Incubez-le pendant la nuit et repérait sur le glucose double abandon et l’agar de galactose pour confirmer la suppression de la toxicité. Avant d’effectuer l’écran suppresseur de levure, les protéines effectrices d’intérêt ont été testées pour la toxicité dans la levure. La protéine d’intérêt a été exprimée dans la levure sous le contrôle d’un promoteur inductible de galactose et la croissance sur le galactose a été comparée à la croissance sur le glucose.
Lorsque le CT229 a été testé pour la toxicité, de plus petites colonies et la suppression de la croissance ont été observées.

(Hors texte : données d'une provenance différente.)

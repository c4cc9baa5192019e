//! Thin execution.
//!
//! [`ThinProjector::prepare_input`] strips each record down to its identity,
//! core payload and the fields named by the descriptor's rules, caching the
//! original. The thin records go to an external stage.
//! [`ThinProjector::generate_output`] then matches the stage's results to the
//! cached originals by identity and merges them back together.

use std::sync::{Arc, Mutex};

use serde::{Deserialize, Serialize};
use serde_json::Value;
use tracing::{debug, warn};

use crate::cache::{CacheStrategy, RecombinationCache};
use crate::config::ExecutionOptions;
use crate::constants::thin::{
    CACHE_MISS_MSG, DEFAULT_FILTERING, DEFAULT_INPUT, DEFAULT_OUTPUT, DEFAULT_PRESERVE,
};
use crate::data::Record;
use crate::errors::DatasetError;
use crate::metadata::SetMetadata;
use crate::metrics::{RoundTripCounters, RoundTripStats};
use crate::record_set::RecordSet;
use crate::types::{FieldName, OptionName, RecordType};

/// Names one field to forward to the external stage.
///
/// The source field is either `field_name` itself, or, when `option_name` is
/// set, the field named by that execution option's value. The forwarded name
/// is `rename` if given, else `field_name`, else the source field.
#[derive(Clone, Debug, Default, PartialEq, Eq, Serialize, Deserialize)]
#[serde(rename_all = "camelCase")]
pub struct ThinFieldRule {
    #[serde(default, skip_serializing_if = "Option::is_none")]
    /// Source field, or the forwarded name for option-driven rules.
    pub field_name: Option<FieldName>,
    #[serde(default, skip_serializing_if = "Option::is_none")]
    /// Execution option naming the source field.
    pub option_name: Option<OptionName>,
    #[serde(default, skip_serializing_if = "Option::is_none")]
    /// Forwarded name override.
    pub rename: Option<FieldName>,
}

impl ThinFieldRule {
    /// Forward `field` under its own name.
    pub fn field(field: impl Into<FieldName>) -> Self {
        Self {
            field_name: Some(field.into()),
            ..Self::default()
        }
    }

    /// Forward the field named by execution option `option`.
    pub fn option(option: impl Into<OptionName>) -> Self {
        Self {
            option_name: Some(option.into()),
            ..Self::default()
        }
    }

    /// Forward the field named by execution option `option` as `field`.
    pub fn option_as(option: impl Into<OptionName>, field: impl Into<FieldName>) -> Self {
        Self {
            field_name: Some(field.into()),
            option_name: Some(option.into()),
            rename: None,
        }
    }

    /// Forward under a different name.
    pub fn renamed(mut self, forwarded: impl Into<FieldName>) -> Self {
        self.rename = Some(forwarded.into());
        self
    }

    /// Resolve to `(source, forwarded)` field names.
    ///
    /// `Ok(None)` when the rule reads its source from an option that is not
    /// set; such rules forward nothing.
    pub fn resolve(
        &self,
        options: &ExecutionOptions,
    ) -> Result<Option<(FieldName, FieldName)>, DatasetError> {
        let source = match (&self.field_name, &self.option_name) {
            (None, None) => {
                return Err(DatasetError::Configuration(
                    "thin field rule needs a field name or an option name".into(),
                ));
            }
            (Some(field), None) => field.clone(),
            (_, Some(option)) => match options.get(option) {
                None | Some(Value::Null) => return Ok(None),
                Some(Value::String(field)) => field.clone(),
                Some(other) => other.to_string(),
            },
        };
        let forwarded = self
            .rename
            .clone()
            .or_else(|| self.field_name.clone())
            .unwrap_or_else(|| source.clone());
        Ok(Some((source, forwarded)))
    }
}

/// How a record set is made thin for an external stage and recombined after.
///
/// Serialized as JSON; unset flags fall back to `filtering = false` and
/// `preserve = true`.
#[derive(Clone, Debug, PartialEq, Serialize, Deserialize)]
#[serde(rename_all = "camelCase")]
pub struct ThinDescriptor {
    input: String,
    #[serde(default, skip_serializing_if = "Option::is_none")]
    output: Option<String>,
    #[serde(default, skip_serializing_if = "Option::is_none")]
    filtering: Option<bool>,
    #[serde(default, skip_serializing_if = "Option::is_none")]
    preserve: Option<bool>,
    #[serde(default, skip_serializing_if = "Vec::is_empty")]
    field_descriptors: Vec<ThinFieldRule>,
}

impl ThinDescriptor {
    /// Descriptor with default flags and no forwarded fields.
    ///
    /// With `output = None` the stage's results are passed through verbatim.
    pub fn new(input: impl Into<String>, output: Option<&str>) -> Self {
        Self {
            input: input.into(),
            output: output.map(str::to_string),
            filtering: None,
            preserve: None,
            field_descriptors: Vec::new(),
        }
    }

    /// `input` to `output`, for a stage that filters.
    pub fn filtering_default() -> Self {
        Self::new(DEFAULT_INPUT, Some(DEFAULT_OUTPUT)).with_filtering(true)
    }

    /// Set whether the stage may drop records.
    pub fn with_filtering(mut self, filtering: bool) -> Self {
        self.filtering = Some(filtering);
        self
    }

    /// Set whether the stage leaves core payloads untouched.
    pub fn with_preserve(mut self, preserve: bool) -> Self {
        self.preserve = Some(preserve);
        self
    }

    /// Append a forwarding rule.
    pub fn with_rule(mut self, rule: ThinFieldRule) -> Self {
        self.field_descriptors.push(rule);
        self
    }

    /// Name of the thin input.
    pub fn input(&self) -> &str {
        &self.input
    }

    /// Name of the recombined output, if results are recombined at all.
    pub fn output(&self) -> Option<&str> {
        self.output.as_deref()
    }

    /// Whether the stage may drop records (keeping order).
    pub fn filtering(&self) -> bool {
        self.filtering.unwrap_or(DEFAULT_FILTERING)
    }

    /// Whether the stage leaves each record's core payload untouched.
    pub fn preserve(&self) -> bool {
        self.preserve.unwrap_or(DEFAULT_PRESERVE)
    }

    /// Forwarding rules, in order.
    pub fn rules(&self) -> &[ThinFieldRule] {
        &self.field_descriptors
    }
}

type SharedCache<T> = Arc<Mutex<RecombinationCache<T>>>;

/// Drives one thin round trip at a time for records of type `T`.
pub struct ThinProjector<T: Record> {
    descriptor: ThinDescriptor,
    record_type: RecordType,
    options: ExecutionOptions,
    cache: Option<SharedCache<T>>,
    request_metadata: Option<SetMetadata>,
    counters: RoundTripCounters,
    strict: bool,
}

impl<T: Record> ThinProjector<T> {
    /// Projector expecting sets of `T`'s default record type.
    pub fn new(descriptor: ThinDescriptor) -> Self {
        Self::for_type(descriptor, T::DEFAULT_TYPE)
    }

    /// Projector expecting sets tagged with `record_type`.
    pub fn for_type(descriptor: ThinDescriptor, record_type: RecordType) -> Self {
        Self {
            descriptor,
            record_type,
            options: ExecutionOptions::new(),
            cache: None,
            request_metadata: None,
            counters: RoundTripCounters::default(),
            strict: false,
        }
    }

    /// Execution options consulted by option-driven rules.
    pub fn with_options(mut self, options: ExecutionOptions) -> Self {
        self.options = options;
        self
    }

    /// Fail the output stream with `CacheMiss` instead of dropping unmatched results.
    pub fn with_strict_recombination(mut self, strict: bool) -> Self {
        self.strict = strict;
        self
    }

    /// Descriptor driving this projector.
    pub fn descriptor(&self) -> &ThinDescriptor {
        &self.descriptor
    }

    /// Counters accumulated over every round trip of this projector.
    pub fn stats(&self) -> RoundTripStats {
        self.counters.snapshot()
    }

    /// Build the thin set to send to the stage.
    ///
    /// Takes one pass over `input`. The returned set is lazy: every original is
    /// cached as its thin projection is pulled, never ahead of it.
    pub fn prepare_input(
        &mut self,
        input: &mut RecordSet<T>,
    ) -> Result<RecordSet<T>, DatasetError> {
        if input.record_type() != self.record_type {
            return Err(DatasetError::TypeMismatch {
                expected: self.record_type,
                found: input.record_type(),
            });
        }
        let mut forwarded = Vec::new();
        for rule in self.descriptor.rules() {
            match rule.resolve(&self.options)? {
                Some(names) => forwarded.push(names),
                None => debug!(rule = ?rule, "thin field option not set; nothing forwarded"),
            }
        }

        let request_metadata = input.metadata();
        let strategy = CacheStrategy::for_filtering(self.descriptor.filtering());
        let cache: SharedCache<T> = Arc::new(Mutex::new(RecombinationCache::new(strategy)));
        let stream = input.as_stream()?;

        let projection_cache = Arc::clone(&cache);
        let counters = self.counters.clone();
        let thin = stream.map(move |record| -> Result<T, DatasetError> {
            let fat = record?;
            let mut thin = fat.bare();
            for (source, target) in &forwarded {
                if let Some(value) = fat.value(source)
                    && !value.is_null()
                {
                    thin.put_value(target.clone(), value.clone());
                }
            }
            projection_cache
                .lock()
                .expect("recombination cache poisoned")
                .put(fat);
            counters.record_submitted();
            Ok(thin)
        });

        debug!(
            input = self.descriptor.input(),
            strategy = ?strategy,
            size = %request_metadata.size(),
            "prepared thin input"
        );
        let metadata = SetMetadata::new(self.record_type).with_size(request_metadata.size());
        self.cache = Some(cache);
        self.request_metadata = Some(request_metadata);
        Ok(RecordSet::from_stream(thin).with_metadata(metadata))
    }

    /// Recombine the stage's results with the cached originals.
    ///
    /// Results without a cached original are logged, counted and dropped (or
    /// surfaced as `CacheMiss` in strict mode). The
    /// round trip's cache moves into the returned set and is released with it.
    pub fn generate_output<R: Record>(
        &mut self,
        results: &mut RecordSet<R>,
    ) -> Result<RecordSet<T>, DatasetError> {
        let Some(output) = self.descriptor.output().map(str::to_string) else {
            return self.pass_through(results);
        };
        let (Some(cache), Some(request_metadata)) =
            (self.cache.take(), self.request_metadata.take())
        else {
            return Err(DatasetError::Configuration(
                "generate_output called before prepare_input".into(),
            ));
        };

        let expected = self.record_type;
        let preserve =
            self.descriptor.preserve() || !expected.is_assignable_from(results.record_type());
        let result_metadata = results.metadata();
        let merged = SetMetadata::merge([&request_metadata, &result_metadata]);
        let metadata = merged.unwrap_or(request_metadata);
        let stream = results.as_stream()?;

        let counters = self.counters.clone();
        let strict = self.strict;
        let recombined = stream.filter_map(move |result| {
            let result = match result {
                Ok(result) => result,
                Err(err) => return Some(Err(err)),
            };
            let id = result.id();
            let taken = cache.lock().expect("recombination cache poisoned").take(&id);
            let Some(original) = taken else {
                warn!(record_id = %id, "{CACHE_MISS_MSG}");
                counters.record_cache_miss();
                return strict.then_some(Err(DatasetError::CacheMiss(id)));
            };
            counters.record_recombined();
            let preserve = preserve || !expected.is_assignable_from(result.record_type());
            Some(Ok(recombine(original, result, preserve)))
        });

        debug!(output = %output, preserve, "recombining thin results");
        Ok(RecordSet::from_stream(recombined).with_metadata(metadata))
    }

    fn pass_through<R: Record>(
        &self,
        results: &mut RecordSet<R>,
    ) -> Result<RecordSet<T>, DatasetError> {
        let expected = self.record_type;
        let metadata = results.metadata();
        let stream = results.as_stream()?.map(move |result| -> Result<T, DatasetError> {
            let result = result?;
            let found = result.record_type();
            T::from_any(result.into_any())
                .ok_or(DatasetError::TypeMismatch { expected, found })
        });
        debug!(
            input = self.descriptor.input(),
            "thin output not defined; passing results through"
        );
        Ok(RecordSet::from_stream(stream).with_metadata(metadata))
    }
}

Idéalement, une diminution de deux à trois rondins devrait être observée pour procéder à des écrans suppresseurs de levure. L’écran suppresseur a été réalisé en transformant la souche toxique avec la bibliothèque génomique de levure pYAP 13 et en placage des transformateurs sur l’agar galactose.
Les clones suppresseurs obtenus ont été repérés sur une double agar galactose décrochée pour confirmer la suppression de la toxicité. Suppresseurs pSup1 et pSup2 supprimé la toxicité de la protéine effecteur tandis que pSup3 n’a pas. Ces procédures nécessitent une attention particulière aux détails en plus des travaux préparatoires critiques, y compris le fait d’avoir de grandes quantités de supports et de plaques prêts avant d’effectuer l’expérience.
Une fois que les suppresseurs sont identifiés, des expériences peuvent être effectuées pour vérifier les interactions avec l’effecteur d’intérêt, y compris les retraits, la colocalisation de l’immunofluorescence, le KO effecteur ou le renversement des facteurs d’hôte identifiés dans les écrans. Le développement de cette technique pour les effecteurs de chlamydia a permis une caractérisation préliminaire accélérée des protéines effectrices et a aidé à concentrer nos efforts sur l’élucidation des mécanismes moléculaires sous-jacents qui médiation les interactions des pathogènes hôtes.